China Goods Trade Deficit Shrinks To 7-Month Low
Washington. Coalition for a Prosperous America (CPA) Chief Economist Jeff Ferry has analyzed this morning’s Commerce Department data showing that the monthly US trade deficit shrank dramatically in January, to $51.1 billion, an $8.8 billion drop from December. Most of the decline came from an encouraging decrease in the goods deficit with China, which fell $2.3 billion, to $34.5 billion. Overall, China imports declined by $4.4 billion.
“A decline in our massive China trade deficit is always good news,” said Dan DiMicco, Chairman of the Coalition for a Prosperous America (CPA). “The reduction in our reliance on China is helping US manufacturers. But one month’s data is not enough to set a trend. America’s record goods deficit with China in 2018 shows how much work remains, particularly when the US dollar remains hugely overvalued.”
CPA has frequently noted the difficulties faced by US manufacturers and agricultural producers due to the rising value of the dollar. A recent study by CPA’s economic team determined the US dollar to be overvalued by 27 percent. CPA estimates that adjusting the dollar to a competitive level could yield an estimated $1 trillion in additional GDP over six years, along with the creation of 6.7 million new jobs.
Last week, CPA’s CEO, Michael Stumo, published a column in the Columbus Dispatch explaining the economic harm caused by an excessively strong and non-competitive dollar. Stumo urged Washington to consider international action to revalue the dollar to a competitive level.
This morning’s Commerce Department data also revealed that, while the overall monthly US trade deficit declined in January, goods deficits still increased with various trading partners, including Mexico (up $5.8 billion), Ireland (up $4.1 billion), and South Korea (which rose to a new monthly record of $3.0 billion).
Stumo observed, “The drop in the China goods deficit was counterbalanced, in part, by rising trade debt with other trading partners. President Trump’s tariffs are necessary for national and economic security in relation to China’s predatory economic strategy. We absolutely need to guard against Beijing’s attempts to erode our economic, military, and geopolitical strength. However, a full America First trade and economic strategy must include adjusting the dollar exchange rate to a competitive price. Otherwise we will continue growing our trade deficit even as it may shift from China to other countries.”

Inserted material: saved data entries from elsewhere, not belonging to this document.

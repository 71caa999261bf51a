/*!
 * Failure triage for HTTP test reports.
 *
 * Small diagnostic companion to the translator: loads a JSON test report
 * (`{summary, results[]}`) and sorts the failed results into actionable
 * buckets with a simple first-match substring rule table. No state, no
 * concurrency; the output is a human-readable breakdown.
 */

use std::collections::BTreeMap;

use serde::Deserialize;
use serde_json::Value;

/// Overall counters of a test report
#[derive(Debug, Clone, Deserialize)]
pub struct ReportSummary {
    /// Total executed tests
    #[serde(rename = "totalTests")]
    pub total_tests: u64,
    /// Tests that passed
    #[serde(rename = "successfulTests")]
    pub successful_tests: u64,
    /// Tests that failed
    #[serde(rename = "failedTests")]
    pub failed_tests: u64,
    /// Success percentage
    #[serde(rename = "successRate")]
    pub success_rate: f64,
}

/// One test result entry
#[derive(Debug, Clone, Deserialize)]
pub struct TestResult {
    /// Endpoint path
    pub endpoint: String,
    /// HTTP method
    pub method: String,
    /// "success" or "failed"
    pub status: String,
    /// HTTP status code when the request completed
    #[serde(rename = "statusCode")]
    pub status_code: Option<u64>,
    /// Error message, when present at the top level
    #[serde(default)]
    pub error: Option<String>,
    /// Response payload; some reports nest the error under `data.error`
    #[serde(default)]
    pub data: Option<Value>,
}

impl TestResult {
    /// The error text for classification, wherever the report put it
    pub fn error_text(&self) -> String {
        if let Some(error) = &self.error {
            return error.clone();
        }
        self.data
            .as_ref()
            .and_then(|data| data.get("error"))
            .and_then(|error| error.as_str())
            .map(|error| error.to_string())
            .unwrap_or_else(|| "Unknown error".to_string())
    }
}

/// A whole test report
#[derive(Debug, Clone, Deserialize)]
pub struct TestReport {
    /// Aggregate counters
    pub summary: ReportSummary,
    /// Individual results
    pub results: Vec<TestResult>,
}

/// Actionable failure categories, in rule-matching order
#[derive(Debug, Clone, Copy, PartialEq, Eq, PartialOrd, Ord)]
pub enum FailureBucket {
    /// Route not registered (404)
    NotFound,
    /// Token or credential problems
    Authentication,
    /// Request validation rejected the payload
    Validation,
    /// The request never completed
    Timeout,
    /// The server crashed handling the request
    ServerError,
    /// Domain-level lookup failures
    BusinessLogic,
    /// Everything else
    Other,
}

impl FailureBucket {
    /// Classify an error message; first matching rule wins
    pub fn classify(error: &str) -> Self {
        if error.contains("Not Found") {
            Self::NotFound
        } else if error.contains("Invalid refresh token") {
            Self::Authentication
        } else if error.contains("required") {
            Self::Validation
        } else if error.contains("timeout") {
            Self::Timeout
        } else if error.contains("FastifyError") {
            Self::ServerError
        } else if error.contains("not found") {
            Self::BusinessLogic
        } else {
            Self::Other
        }
    }

    /// Human-readable bucket label
    pub fn label(&self) -> &'static str {
        match self {
            Self::NotFound => "Not Found (404)",
            Self::Authentication => "Authentication",
            Self::Validation => "Validation",
            Self::Timeout => "Timeout",
            Self::ServerError => "Server Error",
            Self::BusinessLogic => "Business Logic",
            Self::Other => "Other",
        }
    }
}

/// Triage result over one report
#[derive(Debug, Clone)]
pub struct TriageReport {
    summary: ReportSummary,
    by_bucket: BTreeMap<FailureBucket, Vec<String>>,
    by_status: BTreeMap<String, Vec<String>>,
}

impl TriageReport {
    /// Bucket every failed result of a report
    pub fn from_report(report: &TestReport) -> Self {
        let mut by_bucket: BTreeMap<FailureBucket, Vec<String>> = BTreeMap::new();
        let mut by_status: BTreeMap<String, Vec<String>> = BTreeMap::new();

        for result in report.results.iter().filter(|r| r.status == "failed") {
            let call = format!("{} {}", result.method, result.endpoint);
            let error = result.error_text();

            by_bucket
                .entry(FailureBucket::classify(&error))
                .or_default()
                .push(call.clone());

            let status = result
                .status_code
                .map(|code| code.to_string())
                .unwrap_or_else(|| "timeout".to_string());
            by_status.entry(status).or_default().push(call);
        }

        Self {
            summary: report.summary.clone(),
            by_bucket,
            by_status,
        }
    }

    /// Failures in a given bucket
    pub fn bucket(&self, bucket: FailureBucket) -> &[String] {
        self.by_bucket
            .get(&bucket)
            .map(|calls| calls.as_slice())
            .unwrap_or(&[])
    }

    /// How many more tests must pass to reach the given success rate
    pub fn passes_needed_for(&self, target_rate: f64) -> u64 {
        let needed = (self.summary.total_tests as f64 * target_rate).ceil() as u64;
        needed.saturating_sub(self.summary.successful_tests)
    }

    /// Render the full human-readable breakdown
    pub fn render(&self) -> String {
        let mut out = String::new();

        out.push_str("=== TEST REPORT SUMMARY ===\n");
        out.push_str(&format!("Total Tests: {}\n", self.summary.total_tests));
        out.push_str(&format!("Successful: {}\n", self.summary.successful_tests));
        out.push_str(&format!("Failed: {}\n", self.summary.failed_tests));
        out.push_str(&format!("Success Rate: {:.2}%\n", self.summary.success_rate));

        out.push_str("\n=== FAILURES BY ERROR TYPE ===\n");
        for (bucket, calls) in &self.by_bucket {
            out.push_str(&format!("\n{} ({} failures):\n", bucket.label(), calls.len()));
            let mut unique: Vec<&String> = calls.iter().collect();
            unique.sort();
            unique.dedup();
            for call in unique {
                out.push_str(&format!("  - {}\n", call));
            }
        }

        out.push_str("\n=== FAILURES BY STATUS CODE ===\n");
        for (status, calls) in &self.by_status {
            out.push_str(&format!("\nStatus {} ({} failures):\n", status, calls.len()));
            let mut unique: Vec<&String> = calls.iter().collect();
            unique.sort();
            unique.dedup();
            for call in unique {
                out.push_str(&format!("  - {}\n", call));
            }
        }

        let needed = self.passes_needed_for(0.8);
        out.push_str(&format!(
            "\nNeed to fix at least {} more test(s) to reach 80%\n",
            needed
        ));

        out
    }
}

In January, US exports to China fell by $2.0 billion, suggesting that China’s retaliatory tariffs on US exports have had an impact. However, a much larger decline in US imports from China suggests that the tariffs have reduced incentives to purchase Chinese-made goods. Additionally, importers are no longer front-running the tariffs by importing more from China ahead of a presumed 25 percent tariff increase.